PROBLEM TO WORK ON.
Every line of the data that contains the string "PathBuf" must be copied.

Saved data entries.
· · ·

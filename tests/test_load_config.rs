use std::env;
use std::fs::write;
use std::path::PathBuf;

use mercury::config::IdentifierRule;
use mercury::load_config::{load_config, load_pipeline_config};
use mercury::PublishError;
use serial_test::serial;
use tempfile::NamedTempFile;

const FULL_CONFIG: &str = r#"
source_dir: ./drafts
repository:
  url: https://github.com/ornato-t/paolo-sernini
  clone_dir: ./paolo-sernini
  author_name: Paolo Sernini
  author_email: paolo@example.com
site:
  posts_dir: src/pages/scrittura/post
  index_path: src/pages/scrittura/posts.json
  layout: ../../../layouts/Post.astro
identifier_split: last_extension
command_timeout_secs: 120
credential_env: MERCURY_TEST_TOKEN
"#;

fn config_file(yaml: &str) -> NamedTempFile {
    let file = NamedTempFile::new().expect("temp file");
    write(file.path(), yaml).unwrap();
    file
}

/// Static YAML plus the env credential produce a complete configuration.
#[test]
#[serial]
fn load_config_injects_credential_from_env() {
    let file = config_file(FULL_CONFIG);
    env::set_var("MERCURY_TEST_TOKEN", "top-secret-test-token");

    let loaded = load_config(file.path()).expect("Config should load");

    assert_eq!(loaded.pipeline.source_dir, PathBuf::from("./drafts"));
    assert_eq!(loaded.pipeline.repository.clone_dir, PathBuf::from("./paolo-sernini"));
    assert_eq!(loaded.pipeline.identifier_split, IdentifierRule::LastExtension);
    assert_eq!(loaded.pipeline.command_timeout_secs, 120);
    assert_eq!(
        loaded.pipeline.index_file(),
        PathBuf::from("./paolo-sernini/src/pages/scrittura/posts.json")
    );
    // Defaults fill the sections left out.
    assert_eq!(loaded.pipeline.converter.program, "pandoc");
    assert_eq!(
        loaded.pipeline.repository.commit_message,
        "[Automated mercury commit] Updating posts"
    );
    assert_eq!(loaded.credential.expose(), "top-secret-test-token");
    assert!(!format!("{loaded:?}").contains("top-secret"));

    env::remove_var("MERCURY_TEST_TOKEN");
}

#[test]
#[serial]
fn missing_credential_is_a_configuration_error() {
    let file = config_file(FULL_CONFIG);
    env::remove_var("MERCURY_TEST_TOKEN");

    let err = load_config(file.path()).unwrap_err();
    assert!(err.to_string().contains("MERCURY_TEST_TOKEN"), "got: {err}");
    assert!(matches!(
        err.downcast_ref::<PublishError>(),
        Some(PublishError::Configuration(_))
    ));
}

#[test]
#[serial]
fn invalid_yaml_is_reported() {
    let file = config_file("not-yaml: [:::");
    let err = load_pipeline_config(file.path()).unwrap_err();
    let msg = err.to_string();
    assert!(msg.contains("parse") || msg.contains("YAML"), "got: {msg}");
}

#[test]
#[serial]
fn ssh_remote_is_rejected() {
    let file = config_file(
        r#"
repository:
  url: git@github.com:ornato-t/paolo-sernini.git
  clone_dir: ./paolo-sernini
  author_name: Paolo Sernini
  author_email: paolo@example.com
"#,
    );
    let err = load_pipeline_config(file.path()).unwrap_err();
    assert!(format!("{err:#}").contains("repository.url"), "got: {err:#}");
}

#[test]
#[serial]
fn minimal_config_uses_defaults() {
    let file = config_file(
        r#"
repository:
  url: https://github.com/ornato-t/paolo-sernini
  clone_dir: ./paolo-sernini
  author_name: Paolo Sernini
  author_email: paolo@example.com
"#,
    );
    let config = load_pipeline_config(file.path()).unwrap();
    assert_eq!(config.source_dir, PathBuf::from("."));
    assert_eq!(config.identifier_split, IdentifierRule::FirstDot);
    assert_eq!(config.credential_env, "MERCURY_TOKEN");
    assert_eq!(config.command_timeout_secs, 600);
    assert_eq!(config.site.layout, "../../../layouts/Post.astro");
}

· · ·

RESPONSE TO THE EXERCISE.
use std::path::PathBuf;
    assert_eq!(loaded.pipeline.source_dir, PathBuf::from("./drafts"));
    assert_eq!(loaded.pipeline.repository.clone_dir, PathBuf::from("./paolo-sernini"));
        PathBuf::from("./paolo-sernini/src/pages/scrittura/posts.json")
    assert_eq!(config.source_dir, PathBuf::from("."));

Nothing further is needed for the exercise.